Exercise That Works in TSC
- Walking — safe for most TSC patients; great starting point; aim for 20-30 min 5x/week
- Swimming — low-impact; safe regardless of angiomyolipoma status (no direct kidney impact); seizure safety requires never swimming alone
- Stationary cycling — controlled intensity; no fall risk; suitable for patients with balance or neurological impairment
- Yoga and stretching — gentle yoga reduces cortisol (stress-triggered seizure exacerbation); improves flexibility and body awareness
- Dance and rhythm activities — accessible for TSC patients with autism who respond well to music; social benefit
Seizure Safety During Exercise
- Never exercise alone — a buddy system or supervised environment is essential
- Wear a medic alert bracelet identifying TSC and seizure disorder
- Carry a rescue medication (midazolam buccal — Buccolam, available on specialist prescription in SA) for prolonged seizures
- Avoid exercise when seizure frequency has recently increased — check with neurologist
- Avoid overheating — hyperthermia can lower seizure threshold; exercise in cool environments; hydrate well
Practical Day Plan for TSC Adults
- Breakfast: Rolled oats with berries and a handful of walnuts; rooibos tea
- Morning: 20-30 min walk or stationary cycling; with carer or family member
- Lunch: Grilled mackerel or sardines on whole grain bread; side salad with olive oil dressing
- Afternoon: Snack: handful almonds + an apple
- Dinner: Chicken or legume stew with sweet potato and green vegetables; low sodium home cooking
- Evening: Light stretching or gentle yoga; rooibos before bed
South African TSC Resources: The Tuberous Sclerosis Association South Africa (TSC SA) supports families through diagnosis, treatment, and daily living.
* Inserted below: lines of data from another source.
//! Link registry integration tests
//!
//! Tests linking, lookup, and severing through an immediate sink.

use tether_engine::{Immediate, LinkConfig, LinkRegistry};
use tether_foundation::{EntityId, ErrorKind, KeywordId};

use crate::common::Fixture;

// =============================================================================
// Registration
// =============================================================================

#[test]
fn register_creates_and_tags_list_on_first_link() {
    let mut fx = Fixture::new();
    let a = fx.world.spawn();
    let b = fx.world.spawn();

    LinkRegistry::default()
        .register_link(&mut Immediate::new(&mut fx.world), a, fx.target, b, false)
        .unwrap();

    assert_eq!(fx.owners(b), vec![a]);
    assert!(fx.world.has(b, KeywordId::LINKED));
    // Registration alone does not attach a payload
    assert!(!fx.world.has(a, fx.target));
}

#[test]
fn register_in_resolved_list() {
    let mut fx = Fixture::new();
    let a = fx.world.spawn();
    let b = fx.world.spawn();
    let registry = LinkRegistry::default();
    let mut sink = Immediate::new(&mut fx.world);

    let list = registry.prepare_for_linking(&mut sink, b).unwrap();
    registry
        .register_link_in(&mut sink, a, fx.target, list, true)
        .unwrap();
    assert_eq!(registry.resolve(&sink, b).unwrap(), list);

    let record = fx.world.link_list(b).unwrap().get(0).copied().unwrap();
    assert_eq!(record.owner, a);
    assert!(record.removable);
}

#[test]
fn list_consistency_over_many_owners() {
    let mut fx = Fixture::new();
    let b = fx.world.spawn();
    let owners: Vec<EntityId> = (0..5).map(|_| fx.world.spawn()).collect();
    let registry = LinkRegistry::default();
    let mut sink = Immediate::new(&mut fx.world);

    for &o in &owners {
        registry.register_link(&mut sink, o, fx.target, b, true).unwrap();
    }
    registry.unlink(&mut sink, owners[2], b).unwrap();

    let mut expected = owners.clone();
    expected.remove(2);
    assert_eq!(fx.owners(b), expected);
}

#[test]
fn resolve_missing_list() {
    let mut fx = Fixture::new();
    let b = fx.world.spawn();

    let err = LinkRegistry::default()
        .resolve(&Immediate::new(&mut fx.world), b)
        .unwrap_err();
    assert!(matches!(err.kind, ErrorKind::LinkListMissing(e) if e == b));
    assert!(err.to_string().contains("in resolve"));
}

#[test]
fn prepare_dead_entity_fails() {
    let mut fx = Fixture::new();
    let b = fx.world.spawn();
    fx.world.destroy(b).unwrap();

    let err = LinkRegistry::default()
        .prepare_for_linking(&mut Immediate::new(&mut fx.world), b)
        .unwrap_err();
    assert!(matches!(err.kind, ErrorKind::StaleEntity(e) if e == b));
    assert!(!fx.world.has_link_list(b));
}

// =============================================================================
// Round Trip
// =============================================================================

#[test]
fn round_trip_non_removable_resets() {
    let mut fx = Fixture::new();
    let a = fx.world.spawn();
    let b = fx.world.spawn();
    let payload = fx.payload(b);
    let registry = LinkRegistry::default();
    let mut sink = Immediate::new(&mut fx.world);

    registry
        .add_link(&mut sink, a, fx.target, payload, b, false)
        .unwrap();
    registry.unlink(&mut sink, a, b).unwrap();

    assert_eq!(fx.target_of(a), Some(EntityId::null()));
}

#[test]
fn round_trip_removable_strips() {
    let mut fx = Fixture::new();
    let a = fx.world.spawn();
    let b = fx.world.spawn();
    let payload = fx.payload(b);
    let registry = LinkRegistry::default();
    let mut sink = Immediate::new(&mut fx.world);

    registry
        .add_link(&mut sink, a, fx.target, payload, b, true)
        .unwrap();
    registry.unlink(&mut sink, a, b).unwrap();

    assert!(!fx.world.has(a, fx.target));
}

// =============================================================================
// Contract Violations
// =============================================================================

#[test]
fn checked_errors_name_entities_and_operation() {
    let mut fx = Fixture::new();
    let a = fx.world.spawn();
    let b = fx.world.spawn();
    let registry = LinkRegistry::default();
    let mut sink = Immediate::new(&mut fx.world);
    registry.prepare_for_linking(&mut sink, b).unwrap();

    let err = registry.unlink(&mut sink, a, b).unwrap_err();
    let msg = err.to_string();
    assert!(msg.contains(&format!("{a:?}")), "{msg}");
    assert!(msg.contains(&format!("{b:?}")), "{msg}");
    assert!(msg.contains("unlink"), "{msg}");
}

#[test]
fn checked_unlink_with_dead_owner_still_clears_record() {
    let mut fx = Fixture::new();
    let a = fx.world.spawn();
    let b = fx.world.spawn();
    let registry = LinkRegistry::default();
    registry
        .register_link(&mut Immediate::new(&mut fx.world), a, fx.target, b, true)
        .unwrap();
    fx.world.destroy(a).unwrap();

    let err = registry
        .unlink(&mut Immediate::new(&mut fx.world), a, b)
        .unwrap_err();

    assert!(matches!(err.kind, ErrorKind::OwnerNotFound { owner, linked } if owner == a && linked == b));
    assert!(fx.owners(b).is_empty());

    // Nothing is left for a second unlink to find
    let again = registry
        .unlink(&mut Immediate::new(&mut fx.world), a, b)
        .unwrap_err();
    assert!(matches!(again.kind, ErrorKind::LinkRecordNotFound { .. }));
}

#[test]
fn trusted_unlink_forgets_record_before_owner_effect() {
    let mut fx = Fixture::new();
    let a = fx.world.spawn();
    let b = fx.world.spawn();
    let registry = LinkRegistry::new(LinkConfig::trusted());
    registry
        .register_link(&mut Immediate::new(&mut fx.world), a, fx.target, b, true)
        .unwrap();
    fx.world.destroy(a).unwrap();

    // The store rejects the owner effect, but the record is already gone
    let err = registry
        .unlink(&mut Immediate::new(&mut fx.world), a, b)
        .unwrap_err();

    assert!(!err.is_link_contract_violation());
    assert!(fx.owners(b).is_empty());
}

#[test]
fn checked_register_rejects_unknown_kind() {
    let mut fx = Fixture::new();
    let a = fx.world.spawn();
    let b = fx.world.spawn();
    let unknown = fx.world.intern("unknown");

    let err = LinkRegistry::default()
        .register_link(&mut Immediate::new(&mut fx.world), a, unknown, b, false)
        .unwrap_err();

    assert!(matches!(err.kind, ErrorKind::UnknownComponent(k) if k == unknown));
    assert!(!fx.world.has_link_list(b));
}

// =============================================================================
// Failed Links Leave No Trace
// =============================================================================

#[test]
fn add_link_onto_present_payload_leaves_linked_untouched() {
    let mut fx = Fixture::new();
    let a = fx.world.spawn();
    let b = fx.world.spawn();
    let c = fx.world.spawn();
    let payload = fx.payload(c);
    fx.world.add(a, fx.target, payload).unwrap();

    let payload = fx.payload(b);
    let err = LinkRegistry::default()
        .add_link(&mut Immediate::new(&mut fx.world), a, fx.target, payload, b, true)
        .unwrap_err();

    assert!(matches!(err.kind, ErrorKind::PayloadAlreadyPresent { .. }));
    assert!(!fx.world.has_link_list(b));
    assert!(!fx.world.has(b, KeywordId::LINKED));
    assert_eq!(fx.target_of(a), Some(c));
}

#[test]
fn set_link_onto_absent_payload_leaves_linked_untouched() {
    let mut fx = Fixture::new();
    let a = fx.world.spawn();
    let b = fx.world.spawn();

    let payload = fx.payload(b);
    let err = LinkRegistry::default()
        .set_link(&mut Immediate::new(&mut fx.world), a, fx.target, payload, b, true)
        .unwrap_err();

    assert!(matches!(err.kind, ErrorKind::PayloadAbsent { .. }));
    assert!(!fx.world.has_link_list(b));
    assert!(!fx.world.has(b, KeywordId::LINKED));
    assert!(!fx.world.has(a, fx.target));
}

#[test]
fn add_link_to_dead_linked_leaves_owner_untouched() {
    let mut fx = Fixture::new();
    let a = fx.world.spawn();
    let b = fx.world.spawn();
    fx.world.destroy(b).unwrap();

    let payload = fx.payload(b);
    let err = LinkRegistry::default()
        .add_link(&mut Immediate::new(&mut fx.world), a, fx.target, payload, b, true)
        .unwrap_err();

    assert!(matches!(err.kind, ErrorKind::StaleEntity(e) if e == b));
    assert!(!fx.world.has(a, fx.target));
}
Connect via their website and Facebook group "Tuberous Sclerosis South Africa." They maintain lists of TSC-knowledgeable neurologists, nephrologists, and pulmonologists at public and private facilities across SA. Genetic counselling for family members of newly diagnosed TSC patients is available via the medical genetics departments at major academic hospitals.
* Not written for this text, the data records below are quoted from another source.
//! Component schemas.
//!
//! A schema names a component kind and declares either a tag (presence-only)
//! or a set of fields with types and defaults. The schema is also where a
//! kind's neutral value comes from when a linked payload is reset.

use tether_foundation::{KeywordId, Type, Value};

/// Schema definition for a component kind.
#[derive(Clone, Debug, PartialEq)]
pub struct ComponentSchema {
    /// Component kind (e.g., `:target`, `:health`).
    pub name: KeywordId,
    /// Field definitions.
    pub fields: Vec<FieldSchema>,
    /// If true, this is a tag component (presence-only, no data).
    pub is_tag: bool,
}

impl ComponentSchema {
    /// Creates a data component schema with no fields yet.
    #[must_use]
    pub fn new(name: KeywordId) -> Self {
        Self {
            name,
            fields: Vec::new(),
            is_tag: false,
        }
    }

    /// Creates a tag component schema.
    #[must_use]
    pub fn tag(name: KeywordId) -> Self {
        Self {
            name,
            fields: Vec::new(),
            is_tag: true,
        }
    }

    /// Adds a field to the schema.
    #[must_use]
    pub fn with_field(mut self, field: FieldSchema) -> Self {
        self.fields.push(field);
        self
    }

    /// Returns the field schema by name.
    #[must_use]
    pub fn field(&self, name: KeywordId) -> Option<&FieldSchema> {
        self.fields.iter().find(|f| f.name == name)
    }

    /// The neutral value of this component kind.
    ///
    /// Tags are `true`; records hold every field at its declared default, or
    /// at its type's zero value when no default is declared.
    #[must_use]
    pub fn default_value(&self) -> Value {
        if self.is_tag {
            Value::Bool(true)
        } else {
            Value::record(
                self.fields
                    .iter()
                    .map(|f| (f.name, f.default_value())),
            )
        }
    }
}

/// Schema definition for a component field.
#[derive(Clone, Debug, PartialEq)]
pub struct FieldSchema {
    /// Field name.
    pub name: KeywordId,
    /// Field type.
    pub ty: Type,
    /// Value used on reset; `None` means the type's zero value.
    pub default: Option<Value>,
    /// Whether writes must supply the field.
    pub required: bool,
}

impl FieldSchema {
    /// Creates a required field.
    #[must_use]
    pub fn required(name: KeywordId, ty: Type) -> Self {
        Self {
            name,
            ty,
            default: None,
            required: true,
        }
    }

    /// Creates an optional field with a default value.
    #[must_use]
    pub fn optional(name: KeywordId, ty: Type, default: Value) -> Self {
        Self {
            name,
            ty,
            default: Some(default),
            required: false,
        }
    }

    /// The value this field takes in a default record.
    #[must_use]
    pub fn default_value(&self) -> Value {
        self.default.clone().unwrap_or_else(|| self.ty.zero_value())
    }
}
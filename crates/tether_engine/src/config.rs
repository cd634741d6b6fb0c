//! Configuration for the link registry.

use tether_storage::LinkIdentity;

/// Whether registry operations check their contracts.
#[derive(Clone, Copy, Debug, Default, PartialEq, Eq, Hash)]
pub enum ValidationMode {
    /// Verify owner existence, list presence and duplicate links; violations
    /// return errors naming the entities and the operation.
    #[default]
    Checked,
    /// Skip the extra checks. The caller guarantees the contracts; a
    /// violation surfaces as whatever the store reports, if anything.
    Trusted,
}

/// Configuration for a [`crate::LinkRegistry`].
#[derive(Clone, Debug, PartialEq, Eq)]
pub struct LinkConfig {
    /// Contract checking.
    pub validation: ValidationMode,

    /// How link records are matched on lookup and unlink.
    pub identity: LinkIdentity,

    /// Capacity hint for newly created link lists.
    pub list_capacity: usize,
}

impl Default for LinkConfig {
    fn default() -> Self {
        Self {
            validation: ValidationMode::Checked,
            identity: LinkIdentity::Owner,
            list_capacity: 1,
        }
    }
}

impl LinkConfig {
    /// Checked contracts, owner identity.
    #[must_use]
    pub fn checked() -> Self {
        Self::default()
    }

    /// Trusted caller, owner identity.
    #[must_use]
    pub fn trusted() -> Self {
        Self {
            validation: ValidationMode::Trusted,
            ..Self::default()
        }
    }

    /// Checked contracts with records identified by owner and payload kind.
    #[must_use]
    pub fn strict() -> Self {
        Self {
            identity: LinkIdentity::OwnerAndKind,
            ..Self::default()
        }
    }

    /// Builder method to set the validation mode.
    #[must_use]
    pub fn with_validation(mut self, validation: ValidationMode) -> Self {
        self.validation = validation;
        self
    }

    /// Builder method to set record identity.
    #[must_use]
    pub fn with_identity(mut self, identity: LinkIdentity) -> Self {
        self.identity = identity;
        self
    }

    /// Builder method to set the list capacity hint.
    #[must_use]
    pub fn with_list_capacity(mut self, capacity: usize) -> Self {
        self.list_capacity = capacity.max(1);
        self
    }

    /// Returns true if contracts are checked.
    #[must_use]
    pub fn is_checked(&self) -> bool {
        self.validation == ValidationMode::Checked
    }
}
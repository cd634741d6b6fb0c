//! Integration tests for Layer 2: Engine
//!
//! Tests for the link registry, effect sinks, and maintenance passes.

mod common;
mod deferred;
mod registry;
Disclaimer: This article is for informational purposes only and does not constitute medical advice. Tuberous Sclerosis Complex requires specialist management from neurology, nephrology, and where relevant oncology. Dietary changes — including ketogenic diets — and exercise must be supervised by a qualified healthcare team. Always consult your doctor before making changes to your treatment, diet, or exercise programme. Sources: International TSC Consensus Conference Guidelines 2012; Epilepsia — Ketogenic Diet in TSC Trial 2018; Northam WJ et al., mTOR inhibitors and metabolic effects, NEJM 2016; TSC Alliance Clinical Management Guidelines; South African Epilepsy Society.